Encouragements without a Season

Does encouragement need a timetable? Do these precious words need to be added in only during the bleak seasons? It would seem to me that they are always on time! During the dark times they do bring, on their helpful winds, the needed balm for the courage to move ahead. It is often difficult though to tell from appearance that the storms are raging in a particular life.

The unique character of each person is truly an opportunity to see the gift of their wisdom, their resilience, their brightness, their authentic preciousness to make it exactly where they are—whether it is the time of breezes by the shore, or the tumultuous tossing upon dark seas. Thomas a Kempis said it this way: “Be assured that if you knew all, you would pardon all.” This profound statement is so free of judgment that it moves me to know that I don’t have to know it all about another person to encourage them, I only want to extend a word aptly spoken—one that is  “like apples of gold in settings of silver..” (Proverbs 25:11) These are the words surely fit for a feast--for the sweet nourishment of fortification.

These kinds of words can be the treasure that moves a life out of dark dead-end alleys. I have hundreds of these phrases that I cherish upon my heart. Their delivery still carries the import of the face of my friend who cared to move me from shadow to wide sunlight, or to move me to a new stage of passion in my gifts.  The faces of encouragement have given me of their heart when it could have been a risk to do it-- it may have looked foolish, or have seemed too deep when a platitude could have sufficed (Really, never!).

I have always felt convinced that exhortations are really the profuse overflow of grace (as I watch Jesus walk abroad, reveling in the stranger on the road, in the Gospels) and these Love-phrases are always in season. Romans 15:5-6 was the summit for me: “Now may the God who gives perseverance and encouragement grant you to be of the same mind with one another according to Christ Jesus; that with one accord you may with one voice glorify the God and Father of our Lord Jesus Christ.”

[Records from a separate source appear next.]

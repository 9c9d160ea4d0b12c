//! ListCache port - short-TTL read cache keyed by owner.

use async_trait::async_trait;
use std::time::Duration;

use crate::domain::foundation::OwnerId;

/// Cache key for an owner's task list.
pub fn task_list_key(owner: &OwnerId) -> String {
    format!("tasks:{}", owner)
}

/// Port for the owner-scoped list cache.
///
/// The cache is an optimization, never a source of truth, and that policy
/// is baked into the signatures: no method can fail the caller. Adapters
/// degrade every backend failure to a miss (`get`) or a logged warning
/// (`set`/`invalidate`).
///
/// Invalidation must be called synchronously inside the mutation that
/// changed the underlying data; event-driven invalidation has no delivery
/// bound and would allow stale reads of arbitrary duration.
#[async_trait]
pub trait ListCache: Send + Sync {
    /// Returns the cached value, or `None` on miss, expiry, or backend
    /// failure.
    async fn get(&self, key: &str) -> Option<Vec<u8>>;

    /// Stores a value with a TTL. Failures are logged, not surfaced.
    async fn set(&self, key: &str, value: Vec<u8>, ttl: Duration);

    /// Unconditionally deletes the entry. Failures are logged, not
    /// surfaced.
    async fn invalidate(&self, key: &str);
}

An encouragement doesn’t need a bouquet of roses for accompaniment; it has its own blissful fragrance. The image that I’ve posted was a kind word given to me along with the joyous flowers. As I set them on the table they were next to the absurdly, but well bound book that you see in the image--the impetus for this post. It is a photography book with a picture, including a clock, taken somewhere in the world for every minute of a full 12 hour period. As I looked at the juxtaposition I thought about encouragements as the true poetry of a life, and if at the end of my life, all of the encouragements that I have delivered could be bound, I would want it to have a massive reality defying binding on such a blessed book. I would want the graphics on the front to be a silver bowl with golden apples, and on the spine it would read in preposterously large letters: ON TIME!

Be encouraged, Dear Reader! You are so worthy to be urged-on in your valiant and singular life.

Gone Bananas

This post is not to curry favor with you, Dear Reader. It actually could make you want to cut and run from Voicing Light. But I have to get to the bottom of it--this thing that I rankle over when it comes to cliches. Why do I always feel that I have a bone to pick with them? When I started this exploration I felt fit as a fiddle, and now all I want is to have the last laugh on these semantic marauders.

For what it's worth, I think that they rarely hit pay dirt with their meaning. They are at their very worst in performance when used to put a band aid on sorrow. They have so tritely insinuated themselves into our speech that they are the proverbial snake in the grass to original thought. Also, I find it a really hit or miss thing to even get them right. So often I have tried to express how I bought a pig in a poke, only to end up with the pig poking me. It can be a sloppy mess.

Am I muddying the water? I want to be neat as a pin in saying that I slept like a log last night (Timber!), and awoke certain that I had to stand pat on this, or I might go mad as a hatter. No news is good news if all that can be said is a cliche.

Please, let's have no ill will, if this has only been idle chit chat I won't shed any crocodile tears, but will only ask that you allow me to pull myself up by my bootstraps and say what I mean:

"Pleasant words are a honeycomb, sweet to the soul and healing to the bones." Proverbs 16:24

Right on! I shall now cut my banana onto my cereal having made this short story long.